WORK REQUIRED:
Wherever the word "struct" appears in a line of the records, copy that line.

Source data:
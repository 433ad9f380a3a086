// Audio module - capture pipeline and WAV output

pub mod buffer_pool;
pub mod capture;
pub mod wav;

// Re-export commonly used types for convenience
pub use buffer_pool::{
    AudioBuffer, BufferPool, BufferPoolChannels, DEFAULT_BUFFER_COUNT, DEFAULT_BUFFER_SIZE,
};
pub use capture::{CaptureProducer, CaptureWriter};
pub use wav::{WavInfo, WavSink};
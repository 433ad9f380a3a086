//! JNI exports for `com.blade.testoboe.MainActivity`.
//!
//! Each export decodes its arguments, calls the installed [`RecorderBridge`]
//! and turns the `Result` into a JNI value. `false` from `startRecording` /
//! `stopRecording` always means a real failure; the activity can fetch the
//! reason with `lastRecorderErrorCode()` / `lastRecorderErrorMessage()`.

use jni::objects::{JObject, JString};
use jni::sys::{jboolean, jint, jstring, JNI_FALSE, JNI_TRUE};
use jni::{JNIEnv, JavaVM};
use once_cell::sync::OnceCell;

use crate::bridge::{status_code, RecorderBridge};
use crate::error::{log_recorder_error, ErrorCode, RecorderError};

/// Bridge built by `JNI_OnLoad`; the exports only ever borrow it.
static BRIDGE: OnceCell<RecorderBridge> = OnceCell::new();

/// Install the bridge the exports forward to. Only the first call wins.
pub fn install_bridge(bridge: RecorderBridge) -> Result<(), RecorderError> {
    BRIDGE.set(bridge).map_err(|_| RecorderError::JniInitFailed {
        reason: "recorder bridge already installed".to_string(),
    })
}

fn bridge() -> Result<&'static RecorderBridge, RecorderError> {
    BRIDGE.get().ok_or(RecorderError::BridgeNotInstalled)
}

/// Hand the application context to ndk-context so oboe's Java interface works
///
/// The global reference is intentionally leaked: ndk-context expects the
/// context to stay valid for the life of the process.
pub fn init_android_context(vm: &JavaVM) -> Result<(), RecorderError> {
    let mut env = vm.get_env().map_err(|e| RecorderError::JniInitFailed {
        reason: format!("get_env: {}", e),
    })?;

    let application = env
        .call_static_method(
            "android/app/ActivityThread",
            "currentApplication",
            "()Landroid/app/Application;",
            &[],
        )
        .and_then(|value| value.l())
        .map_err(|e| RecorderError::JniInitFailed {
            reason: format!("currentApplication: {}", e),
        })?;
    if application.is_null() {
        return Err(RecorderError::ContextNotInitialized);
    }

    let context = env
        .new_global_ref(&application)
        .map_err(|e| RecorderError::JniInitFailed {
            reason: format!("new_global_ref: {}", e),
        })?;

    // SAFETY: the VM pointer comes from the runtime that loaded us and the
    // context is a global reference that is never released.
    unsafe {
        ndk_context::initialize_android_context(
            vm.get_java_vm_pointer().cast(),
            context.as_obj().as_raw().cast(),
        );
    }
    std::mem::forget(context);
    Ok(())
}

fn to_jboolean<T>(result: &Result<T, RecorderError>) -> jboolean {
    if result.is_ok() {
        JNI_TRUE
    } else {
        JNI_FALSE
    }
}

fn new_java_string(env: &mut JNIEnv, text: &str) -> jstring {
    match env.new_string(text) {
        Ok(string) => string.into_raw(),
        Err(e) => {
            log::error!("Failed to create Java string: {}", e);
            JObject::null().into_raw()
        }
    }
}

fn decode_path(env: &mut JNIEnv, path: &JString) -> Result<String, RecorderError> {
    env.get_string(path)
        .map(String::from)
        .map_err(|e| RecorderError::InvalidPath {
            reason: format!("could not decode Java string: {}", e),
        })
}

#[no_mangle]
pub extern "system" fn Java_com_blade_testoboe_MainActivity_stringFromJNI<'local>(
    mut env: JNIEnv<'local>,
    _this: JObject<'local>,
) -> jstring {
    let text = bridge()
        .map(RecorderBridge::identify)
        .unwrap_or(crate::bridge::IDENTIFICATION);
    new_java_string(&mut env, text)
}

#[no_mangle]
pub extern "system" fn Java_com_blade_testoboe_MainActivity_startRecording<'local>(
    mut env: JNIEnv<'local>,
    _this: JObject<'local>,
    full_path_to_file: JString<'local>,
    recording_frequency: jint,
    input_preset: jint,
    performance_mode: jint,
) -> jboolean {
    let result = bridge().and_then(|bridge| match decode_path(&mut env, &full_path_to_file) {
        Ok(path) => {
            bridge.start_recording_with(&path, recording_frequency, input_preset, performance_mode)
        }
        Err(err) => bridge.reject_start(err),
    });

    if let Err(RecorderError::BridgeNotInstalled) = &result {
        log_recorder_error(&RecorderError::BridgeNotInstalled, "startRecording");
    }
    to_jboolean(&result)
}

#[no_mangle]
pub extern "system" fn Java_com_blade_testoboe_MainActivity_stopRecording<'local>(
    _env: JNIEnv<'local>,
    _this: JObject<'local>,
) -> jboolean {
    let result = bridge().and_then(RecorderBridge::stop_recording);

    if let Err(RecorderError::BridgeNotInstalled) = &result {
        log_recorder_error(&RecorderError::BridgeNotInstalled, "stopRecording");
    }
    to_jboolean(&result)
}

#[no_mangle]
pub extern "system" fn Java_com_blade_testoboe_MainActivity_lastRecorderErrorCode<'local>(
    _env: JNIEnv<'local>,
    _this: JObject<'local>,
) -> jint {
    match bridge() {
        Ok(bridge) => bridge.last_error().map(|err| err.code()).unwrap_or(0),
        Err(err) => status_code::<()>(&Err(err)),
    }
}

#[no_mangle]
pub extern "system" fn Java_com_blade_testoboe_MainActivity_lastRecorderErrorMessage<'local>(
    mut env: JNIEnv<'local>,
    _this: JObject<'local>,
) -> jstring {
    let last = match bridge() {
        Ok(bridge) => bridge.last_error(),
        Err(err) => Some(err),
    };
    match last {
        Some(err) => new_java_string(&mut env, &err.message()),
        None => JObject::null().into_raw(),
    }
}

* * *

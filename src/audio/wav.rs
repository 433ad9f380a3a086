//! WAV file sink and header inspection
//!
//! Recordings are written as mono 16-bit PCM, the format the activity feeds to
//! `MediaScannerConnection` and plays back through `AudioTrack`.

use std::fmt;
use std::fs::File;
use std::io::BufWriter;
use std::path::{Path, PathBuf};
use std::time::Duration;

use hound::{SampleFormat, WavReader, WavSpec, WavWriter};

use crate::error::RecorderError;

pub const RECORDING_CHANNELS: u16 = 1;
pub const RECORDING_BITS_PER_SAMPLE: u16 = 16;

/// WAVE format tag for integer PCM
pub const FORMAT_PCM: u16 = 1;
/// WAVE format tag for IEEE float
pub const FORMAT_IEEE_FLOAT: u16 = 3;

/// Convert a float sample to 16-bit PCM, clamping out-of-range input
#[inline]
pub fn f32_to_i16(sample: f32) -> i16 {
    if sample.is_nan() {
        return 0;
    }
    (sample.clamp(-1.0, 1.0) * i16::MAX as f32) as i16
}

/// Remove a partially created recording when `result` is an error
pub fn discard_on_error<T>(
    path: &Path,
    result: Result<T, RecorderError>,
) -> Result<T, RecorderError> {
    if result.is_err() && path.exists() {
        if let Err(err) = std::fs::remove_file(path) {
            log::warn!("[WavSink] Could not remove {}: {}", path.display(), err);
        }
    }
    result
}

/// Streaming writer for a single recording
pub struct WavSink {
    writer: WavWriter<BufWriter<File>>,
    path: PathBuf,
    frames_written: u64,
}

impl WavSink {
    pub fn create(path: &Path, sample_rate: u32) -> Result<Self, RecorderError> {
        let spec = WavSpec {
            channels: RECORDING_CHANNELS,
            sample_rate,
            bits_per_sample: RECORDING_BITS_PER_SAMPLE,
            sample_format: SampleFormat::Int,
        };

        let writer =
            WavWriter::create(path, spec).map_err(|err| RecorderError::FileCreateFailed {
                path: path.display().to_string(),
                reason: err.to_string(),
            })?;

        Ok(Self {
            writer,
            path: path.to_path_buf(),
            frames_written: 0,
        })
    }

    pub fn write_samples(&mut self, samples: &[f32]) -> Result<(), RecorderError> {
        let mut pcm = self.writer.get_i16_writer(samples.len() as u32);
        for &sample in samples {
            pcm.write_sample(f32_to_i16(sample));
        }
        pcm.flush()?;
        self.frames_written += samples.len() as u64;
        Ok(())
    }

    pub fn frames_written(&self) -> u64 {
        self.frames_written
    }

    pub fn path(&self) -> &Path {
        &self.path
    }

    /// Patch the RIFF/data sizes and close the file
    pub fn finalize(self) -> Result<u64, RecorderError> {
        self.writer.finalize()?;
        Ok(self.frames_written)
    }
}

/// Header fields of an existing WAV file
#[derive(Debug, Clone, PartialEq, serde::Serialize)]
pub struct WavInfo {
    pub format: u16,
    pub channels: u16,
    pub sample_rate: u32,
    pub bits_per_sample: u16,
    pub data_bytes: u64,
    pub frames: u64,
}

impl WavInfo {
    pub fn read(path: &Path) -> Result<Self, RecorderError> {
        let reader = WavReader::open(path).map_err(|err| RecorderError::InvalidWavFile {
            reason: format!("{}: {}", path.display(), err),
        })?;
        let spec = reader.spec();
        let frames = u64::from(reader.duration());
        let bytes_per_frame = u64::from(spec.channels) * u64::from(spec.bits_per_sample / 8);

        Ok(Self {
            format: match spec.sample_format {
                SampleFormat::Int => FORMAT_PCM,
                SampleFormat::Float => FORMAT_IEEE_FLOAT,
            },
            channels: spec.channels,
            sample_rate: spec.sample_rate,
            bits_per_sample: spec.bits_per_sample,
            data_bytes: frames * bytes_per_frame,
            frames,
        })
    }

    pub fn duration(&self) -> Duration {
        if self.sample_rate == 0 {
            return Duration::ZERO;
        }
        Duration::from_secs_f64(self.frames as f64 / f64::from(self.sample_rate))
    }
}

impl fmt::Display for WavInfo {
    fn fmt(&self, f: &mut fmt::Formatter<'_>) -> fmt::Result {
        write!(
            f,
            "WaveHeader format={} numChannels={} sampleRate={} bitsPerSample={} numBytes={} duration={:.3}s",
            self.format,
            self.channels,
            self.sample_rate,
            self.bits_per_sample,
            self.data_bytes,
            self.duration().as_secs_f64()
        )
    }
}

OUTPUT:
pub struct WavSink {
pub struct WavInfo {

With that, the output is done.